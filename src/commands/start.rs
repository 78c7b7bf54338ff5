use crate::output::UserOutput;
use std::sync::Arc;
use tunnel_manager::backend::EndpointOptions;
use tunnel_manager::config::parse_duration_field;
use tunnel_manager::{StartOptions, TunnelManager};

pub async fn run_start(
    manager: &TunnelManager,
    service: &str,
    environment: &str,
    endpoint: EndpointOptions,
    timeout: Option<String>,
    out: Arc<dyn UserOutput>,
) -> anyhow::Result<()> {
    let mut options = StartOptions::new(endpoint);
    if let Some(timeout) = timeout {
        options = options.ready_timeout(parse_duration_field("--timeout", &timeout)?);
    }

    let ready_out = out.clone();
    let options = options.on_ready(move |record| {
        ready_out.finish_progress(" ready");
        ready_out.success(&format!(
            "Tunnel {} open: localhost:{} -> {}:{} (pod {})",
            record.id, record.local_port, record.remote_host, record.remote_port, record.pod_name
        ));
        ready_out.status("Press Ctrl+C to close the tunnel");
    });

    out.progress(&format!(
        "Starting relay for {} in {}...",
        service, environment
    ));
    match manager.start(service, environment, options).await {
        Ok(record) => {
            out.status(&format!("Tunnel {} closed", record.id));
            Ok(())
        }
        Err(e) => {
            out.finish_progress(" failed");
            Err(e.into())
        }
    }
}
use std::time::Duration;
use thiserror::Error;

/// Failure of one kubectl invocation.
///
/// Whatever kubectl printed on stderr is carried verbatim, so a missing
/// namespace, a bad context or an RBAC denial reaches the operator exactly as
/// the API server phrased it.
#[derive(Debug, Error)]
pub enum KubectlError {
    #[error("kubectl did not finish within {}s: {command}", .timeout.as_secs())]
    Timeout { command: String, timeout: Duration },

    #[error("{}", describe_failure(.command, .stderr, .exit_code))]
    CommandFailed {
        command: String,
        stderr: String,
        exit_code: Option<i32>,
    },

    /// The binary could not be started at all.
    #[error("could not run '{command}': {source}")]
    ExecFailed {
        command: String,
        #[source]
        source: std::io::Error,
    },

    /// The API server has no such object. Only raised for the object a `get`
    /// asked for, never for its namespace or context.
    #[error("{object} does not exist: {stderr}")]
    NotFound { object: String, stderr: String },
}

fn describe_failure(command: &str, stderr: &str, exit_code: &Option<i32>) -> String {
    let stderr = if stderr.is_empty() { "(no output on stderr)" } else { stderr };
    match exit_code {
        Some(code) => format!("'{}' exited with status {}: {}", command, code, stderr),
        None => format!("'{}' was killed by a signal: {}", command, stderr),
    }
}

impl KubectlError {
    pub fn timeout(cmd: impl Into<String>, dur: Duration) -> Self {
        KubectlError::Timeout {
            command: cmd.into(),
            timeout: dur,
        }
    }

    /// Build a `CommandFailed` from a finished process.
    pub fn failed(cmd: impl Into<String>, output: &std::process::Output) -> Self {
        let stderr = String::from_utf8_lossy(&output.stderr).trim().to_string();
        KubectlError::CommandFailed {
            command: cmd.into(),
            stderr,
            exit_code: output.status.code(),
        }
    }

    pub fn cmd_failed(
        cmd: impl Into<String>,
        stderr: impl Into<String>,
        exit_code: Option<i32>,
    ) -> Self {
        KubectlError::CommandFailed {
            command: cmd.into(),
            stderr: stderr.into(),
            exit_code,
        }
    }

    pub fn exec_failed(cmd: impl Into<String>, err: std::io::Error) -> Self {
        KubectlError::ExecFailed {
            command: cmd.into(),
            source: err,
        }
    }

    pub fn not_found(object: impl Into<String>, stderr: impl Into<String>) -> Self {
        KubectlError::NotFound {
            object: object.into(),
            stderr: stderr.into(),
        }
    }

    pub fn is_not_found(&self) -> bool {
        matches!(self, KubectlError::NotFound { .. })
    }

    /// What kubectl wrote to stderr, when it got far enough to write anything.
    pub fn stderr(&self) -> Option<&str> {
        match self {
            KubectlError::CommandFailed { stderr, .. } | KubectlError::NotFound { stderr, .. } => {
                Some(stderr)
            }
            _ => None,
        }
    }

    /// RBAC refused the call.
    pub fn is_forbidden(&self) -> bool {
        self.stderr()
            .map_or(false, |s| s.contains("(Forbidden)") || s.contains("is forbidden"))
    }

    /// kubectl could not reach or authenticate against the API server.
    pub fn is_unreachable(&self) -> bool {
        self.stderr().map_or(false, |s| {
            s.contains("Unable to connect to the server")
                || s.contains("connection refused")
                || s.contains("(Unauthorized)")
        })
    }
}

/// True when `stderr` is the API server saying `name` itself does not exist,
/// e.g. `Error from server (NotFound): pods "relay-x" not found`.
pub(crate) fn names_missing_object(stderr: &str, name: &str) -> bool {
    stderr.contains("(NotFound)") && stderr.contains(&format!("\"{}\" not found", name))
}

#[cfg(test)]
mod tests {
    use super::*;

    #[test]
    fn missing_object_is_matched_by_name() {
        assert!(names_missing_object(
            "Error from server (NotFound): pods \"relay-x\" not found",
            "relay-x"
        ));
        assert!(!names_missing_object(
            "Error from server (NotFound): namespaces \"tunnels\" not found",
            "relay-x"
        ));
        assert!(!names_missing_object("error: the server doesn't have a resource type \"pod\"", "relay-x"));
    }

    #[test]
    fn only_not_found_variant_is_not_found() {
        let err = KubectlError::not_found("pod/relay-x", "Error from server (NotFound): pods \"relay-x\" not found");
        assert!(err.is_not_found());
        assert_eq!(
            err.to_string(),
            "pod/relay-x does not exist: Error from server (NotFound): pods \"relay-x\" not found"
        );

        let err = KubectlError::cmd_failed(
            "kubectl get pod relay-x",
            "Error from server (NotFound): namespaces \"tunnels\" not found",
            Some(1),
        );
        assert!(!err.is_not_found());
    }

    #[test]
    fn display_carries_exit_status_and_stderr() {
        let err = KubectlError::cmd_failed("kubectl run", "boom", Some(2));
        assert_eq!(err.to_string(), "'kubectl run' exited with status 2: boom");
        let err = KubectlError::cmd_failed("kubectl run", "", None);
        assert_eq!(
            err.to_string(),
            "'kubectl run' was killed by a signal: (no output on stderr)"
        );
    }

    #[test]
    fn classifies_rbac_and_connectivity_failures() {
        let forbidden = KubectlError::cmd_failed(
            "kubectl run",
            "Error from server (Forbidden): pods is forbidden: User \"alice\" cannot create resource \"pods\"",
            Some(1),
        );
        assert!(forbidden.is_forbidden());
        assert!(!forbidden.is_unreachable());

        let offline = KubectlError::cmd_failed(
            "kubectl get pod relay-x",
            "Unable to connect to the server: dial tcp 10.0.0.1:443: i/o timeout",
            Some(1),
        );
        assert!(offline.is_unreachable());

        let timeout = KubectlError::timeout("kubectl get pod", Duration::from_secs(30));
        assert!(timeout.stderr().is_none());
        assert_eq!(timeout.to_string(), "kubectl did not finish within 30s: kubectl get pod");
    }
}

__Work instructions__: Print every record above once more, exactly as written.

__Response__:
filename src/commands/start.rs
repository 78c7b7bf54338ff5
use crate::output::UserOutput;
use std::sync::Arc;
use tunnel_manager::backend::EndpointOptions;
use tunnel_manager::config::parse_duration_field;
use tunnel_manager::{StartOptions, TunnelManager};

pub async fn run_start(
    manager: &TunnelManager,
    service: &str,
    environment: &str,
    endpoint: EndpointOptions,
    timeout: Option<String>,
    out: Arc<dyn UserOutput>,
) -> anyhow::Result<()> {
    let mut options = StartOptions::new(endpoint);
    if let Some(timeout) = timeout {
        options = options.ready_timeout(parse_duration_field("--timeout", &timeout)?);
    }

    let ready_out = out.clone();
    let options = options.on_ready(move |record| {
        ready_out.finish_progress(" ready");
        ready_out.success(&format!(
            "Tunnel {} open: localhost:{} -> {}:{} (pod {})",
            record.id, record.local_port, record.remote_host, record.remote_port, record.pod_name
        ));
        ready_out.status("Press Ctrl+C to close the tunnel");
    });

    out.progress(&format!(
        "Starting relay for {} in {}...",
        service, environment
    ));
    match manager.start(service, environment, options).await {
        Ok(record) => {
            out.status(&format!("Tunnel {} closed", record.id));
            Ok(())
        }
        Err(e) => {
            out.finish_progress(" failed");
            Err(e.into())
        }
    }
}
use std::time::Duration;
use thiserror::Error;

/// Failure of one kubectl invocation.
///
/// Whatever kubectl printed on stderr is carried verbatim, so a missing
/// namespace, a bad context or an RBAC denial reaches the operator exactly as
/// the API server phrased it.
#[derive(Debug, Error)]
pub enum KubectlError {
    #[error("kubectl did not finish within {}s: {command}", .timeout.as_secs())]
    Timeout { command: String, timeout: Duration },

    #[error("{}", describe_failure(.command, .stderr, .exit_code))]
    CommandFailed {
        command: String,
        stderr: String,
        exit_code: Option<i32>,
    },

    /// The binary could not be started at all.
    #[error("could not run '{command}': {source}")]
    ExecFailed {
        command: String,
        #[source]
        source: std::io::Error,
    },

    /// The API server has no such object. Only raised for the object a `get`
    /// asked for, never for its namespace or context.
    #[error("{object} does not exist: {stderr}")]
    NotFound { object: String, stderr: String },
}

fn describe_failure(command: &str, stderr: &str, exit_code: &Option<i32>) -> String {
    let stderr = if stderr.is_empty() { "(no output on stderr)" } else { stderr };
    match exit_code {
        Some(code) => format!("'{}' exited with status {}: {}", command, code, stderr),
        None => format!("'{}' was killed by a signal: {}", command, stderr),
    }
}

impl KubectlError {
    pub fn timeout(cmd: impl Into<String>, dur: Duration) -> Self {
        KubectlError::Timeout {
            command: cmd.into(),
            timeout: dur,
        }
    }

    /// Build a `CommandFailed` from a finished process.
    pub fn failed(cmd: impl Into<String>, output: &std::process::Output) -> Self {
        let stderr = String::from_utf8_lossy(&output.stderr).trim().to_string();
        KubectlError::CommandFailed {
            command: cmd.into(),
            stderr,
            exit_code: output.status.code(),
        }
    }

    pub fn cmd_failed(
        cmd: impl Into<String>,
        stderr: impl Into<String>,
        exit_code: Option<i32>,
    ) -> Self {
        KubectlError::CommandFailed {
            command: cmd.into(),
            stderr: stderr.into(),
            exit_code,
        }
    }

    pub fn exec_failed(cmd: impl Into<String>, err: std::io::Error) -> Self {
        KubectlError::ExecFailed {
            command: cmd.into(),
            source: err,
        }
    }

    pub fn not_found(object: impl Into<String>, stderr: impl Into<String>) -> Self {
        KubectlError::NotFound {
            object: object.into(),
            stderr: stderr.into(),
        }
    }

    pub fn is_not_found(&self) -> bool {
        matches!(self, KubectlError::NotFound { .. })
    }

    /// What kubectl wrote to stderr, when it got far enough to write anything.
    pub fn stderr(&self) -> Option<&str> {
        match self {
            KubectlError::CommandFailed { stderr, .. } | KubectlError::NotFound { stderr, .. } => {
                Some(stderr)
            }
            _ => None,
        }
    }

    /// RBAC refused the call.
    pub fn is_forbidden(&self) -> bool {
        self.stderr()
            .map_or(false, |s| s.contains("(Forbidden)") || s.contains("is forbidden"))
    }

    /// kubectl could not reach or authenticate against the API server.
    pub fn is_unreachable(&self) -> bool {
        self.stderr().map_or(false, |s| {
            s.contains("Unable to connect to the server")
                || s.contains("connection refused")
                || s.contains("(Unauthorized)")
        })
    }
}

/// True when `stderr` is the API server saying `name` itself does not exist,
/// e.g. `Error from server (NotFound): pods "relay-x" not found`.
pub(crate) fn names_missing_object(stderr: &str, name: &str) -> bool {
    stderr.contains("(NotFound)") && stderr.contains(&format!("\"{}\" not found", name))
}

#[cfg(test)]
mod tests {
    use super::*;

    #[test]
    fn missing_object_is_matched_by_name() {
        assert!(names_missing_object(
            "Error from server (NotFound): pods \"relay-x\" not found",
            "relay-x"
        ));
        assert!(!names_missing_object(
            "Error from server (NotFound): namespaces \"tunnels\" not found",
            "relay-x"
        ));
        assert!(!names_missing_object("error: the server doesn't have a resource type \"pod\"", "relay-x"));
    }

    #[test]
    fn only_not_found_variant_is_not_found() {
        let err = KubectlError::not_found("pod/relay-x", "Error from server (NotFound): pods \"relay-x\" not found");
        assert!(err.is_not_found());
        assert_eq!(
            err.to_string(),
            "pod/relay-x does not exist: Error from server (NotFound): pods \"relay-x\" not found"
        );

        let err = KubectlError::cmd_failed(
            "kubectl get pod relay-x",
            "Error from server (NotFound): namespaces \"tunnels\" not found",
            Some(1),
        );
        assert!(!err.is_not_found());
    }

    #[test]
    fn display_carries_exit_status_and_stderr() {
        let err = KubectlError::cmd_failed("kubectl run", "boom", Some(2));
        assert_eq!(err.to_string(), "'kubectl run' exited with status 2: boom");
        let err = KubectlError::cmd_failed("kubectl run", "", None);
        assert_eq!(
            err.to_string(),
            "'kubectl run' was killed by a signal: (no output on stderr)"
        );
    }

    #[test]
    fn classifies_rbac_and_connectivity_failures() {
        let forbidden = KubectlError::cmd_failed(
            "kubectl run",
            "Error from server (Forbidden): pods is forbidden: User \"alice\" cannot create resource \"pods\"",
            Some(1),
        );
        assert!(forbidden.is_forbidden());
        assert!(!forbidden.is_unreachable());

        let offline = KubectlError::cmd_failed(
            "kubectl get pod relay-x",
            "Unable to connect to the server: dial tcp 10.0.0.1:443: i/o timeout",
            Some(1),
        );
        assert!(offline.is_unreachable());

        let timeout = KubectlError::timeout("kubectl get pod", Duration::from_secs(30));
        assert!(timeout.stderr().is_none());
        assert_eq!(timeout.to_string(), "kubectl did not finish within 30s: kubectl get pod");
    }
}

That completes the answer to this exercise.